Relação de AFB1 ingerida e a concentração de AFM1 excretada no leite
Em vacas leiteiras, a relação entre a concentração de AFB1 na ração e a da AFM1 produzida é muito variável, podendo oscilar entre 34:1 a 1600:1. Esta variação pode ocorrer de um animal para outro, bem como, de uma lactação para outra.
Introdução
O leite está entre os produtos alimentícios que apresentarão maior crescimento de produção e de consumo nos próximos anos. Entretanto, o leite é altamente susceptível a contaminações microbianas que o torna facilmente deteriorável, podendo ser um veículo de toxi-infecção alimentar. Existe, ainda a contaminação ocasionado por substâncias e/ou resíduos químicos entre os quais a aflatoxina M1 (AFM1). Este composto, potencialmente hepatocarcinogênico, é sintetizado a partir da biotransformação de aflatoxina B1, um metabólito secundário, produzido por algumas espécies fúngicas pertencentes ao gênero Aspergillus, que se desenvolvem principalmente em grãos, cereais e rações. Estas matériasprimas são cada vez mais são utilizados na complementação da alimentação de bovinos, a medida que se busca maior produtividade, e pela insuficiência de pasto, e quando a silagem, não são suficientes para alimentação de rebanhos de alta produtividade. A presença de AFM1 no leite, destinado ao consumo humano, é altamente preocupante para a segurança alimentar (Bressan & Martins, 2004), considerando-se que grande parte deste produto é destinado a alimentação infantil.
As Aflatoxinas
São substâncias tóxicas, essencialmente produzidas por espécies de Aspergillus flavus e A. parasiticus. Embora estes microrganismos desenvolvam-se a temperatura média de 30º C, a síntese de micotoxinas situa-se na faixa entre 10 - 12º C. A atividade de água (Aa) mínima necessária para o início do desenvolvimento e conseqüente produção destas micotoxinas situa-se entre 0,75 e de 0,83, respectivamente. Os Aspergilli crescem e podem produzir micotoxinas a 25º C, com uma atividade de água de 0,95. No entanto, existem algumas espécies de Aspergillus flavus que podem produzir aflatoxinas em condições mais extremas em arroz, com produção entre 6 e 45º C, tendo um comportamento ótimo a 37º C, ocorrendo a produção de micotoxinas entre 11 e 36º C, com um nível máximo de produção a 30ºC (Hesseltine, 1976; Mycotoxins, 2003). Atualmente, conhecem-se 18 tipos de aflatoxinas, entre as quais a mais tóxica é a aflatoxina B1 (AFB1).
A Aflatoxina M1 (AFM1)
A aflatoxina M1 (AFM1) é um derivado 4-monohidroxilado (Fig. 1) proveniente de um complexo processo de biotransformação da aflatoxina B1 no organismo de alguns animais. Assumindo importância destacada, considerando-se que pode ser excretada no leite e na urina (Oliveira & Gemano, 2001).
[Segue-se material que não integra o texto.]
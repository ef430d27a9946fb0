// ABOUTME: Parallel batch scoring across many locations using rayon
// ABOUTME: Order-preserving fan-out of snapshot scoring and window searches
//
// SPDX-License-Identifier: MIT OR Apache-2.0
// Copyright (c) 2025 Skywatch Contributors

use crate::engine::ScoringEngine;
use rayon::prelude::*;
use skywatch_core::models::{
    ConditionsSnapshot, HourSample, ScoreResult, ScoreVariant, WindowOutcome, WindowVariant,
};
use tracing::debug;

impl ScoringEngine {
    /// Score many snapshots in parallel
    ///
    /// Results are in input order.
    #[must_use]
    pub fn score_batch(
        &self,
        variant: ScoreVariant,
        snapshots: &[ConditionsSnapshot],
    ) -> Vec<ScoreResult> {
        debug!(variant = %variant, count = snapshots.len(), "scoring batch");
        snapshots
            .par_iter()
            .map(|snapshot| self.score_conditions(variant, snapshot))
            .collect()
    }

    /// Run a window search for many locations in parallel
    ///
    /// Each element of `series` is one location's ordered hourly samples.
    /// Outcomes are in input order and use the engine's window settings.
    #[must_use]
    pub fn find_windows_batch(
        &self,
        variant: WindowVariant,
        series: &[Vec<HourSample>],
    ) -> Vec<WindowOutcome> {
        debug!(variant = %variant, locations = series.len(), "finding windows for batch");
        series
            .par_iter()
            .map(|hours| self.find_window(variant, hours, None))
            .collect()
    }
}

#[cfg(test)]
mod tests {
    use super::*;

    #[test]
    fn test_batch_matches_sequential_scoring_in_order() {
        let engine = ScoringEngine::default();
        let snapshots: Vec<ConditionsSnapshot> = (0..=20)
            .map(|step| ConditionsSnapshot {
                cloud_cover: Some(f64::from(step) * 5.0),
                ..ConditionsSnapshot::default()
            })
            .collect();

        let batch = engine.score_batch(ScoreVariant::Sky, &snapshots);
        let sequential: Vec<ScoreResult> = snapshots
            .iter()
            .map(|snapshot| engine.score_conditions(ScoreVariant::Sky, snapshot))
            .collect();
        assert_eq!(batch, sequential);
    }

    #[test]
    fn test_empty_batches() {
        let engine = ScoringEngine::default();
        assert!(engine.score_batch(ScoreVariant::Outdoor, &[]).is_empty());
        assert!(engine
            .find_windows_batch(WindowVariant::ClearSky, &[])
            .is_empty());
    }
}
Fig. 1. A aflatoxina M1 (AFM1)
Mecanismo de Contaminação do Leite por AFM1
A contaminação do leite por Aflatoxina M1 se da a partir da ingestão de ração ministrada ao gado contaminada por Aflatoxina B1, sendo absorvida via trato gastrointestinal, passando ao sistema sangüineo e transportada para o fígado onde se processa a sua metabolização. Uma parte desta aflatoxina é ativada e fixada nos tecidos hepáticos. Outros metabólitos conjugados da AFB1 hidrossolúveis são excretados via bílis, através das fezes. Outras formas conjugadas hidrossolúveis, produtos de degradação da AFB1 e respectivos metabólitos não conjugados são excretados no sistema circulatório sangüíneo distribuindo-se por via sistêmica e transferindo-se para o leite, ovos, músculos e demais tecidos comestíveis (Dennis & Hsieh, 1981) (Fig. 2).
A AFM1 é um desses derivados metabólicos que passa para o leite, contaminando-o. A partir da AFB1 poderão se formar outros metabólitos. Na maioria das vezes o organismo animal produz estes metabólicos como um sistema de auto-destoxificação. A reação que se produz a partir da micotoxina original não é, necessariamente completa, nem irreversível.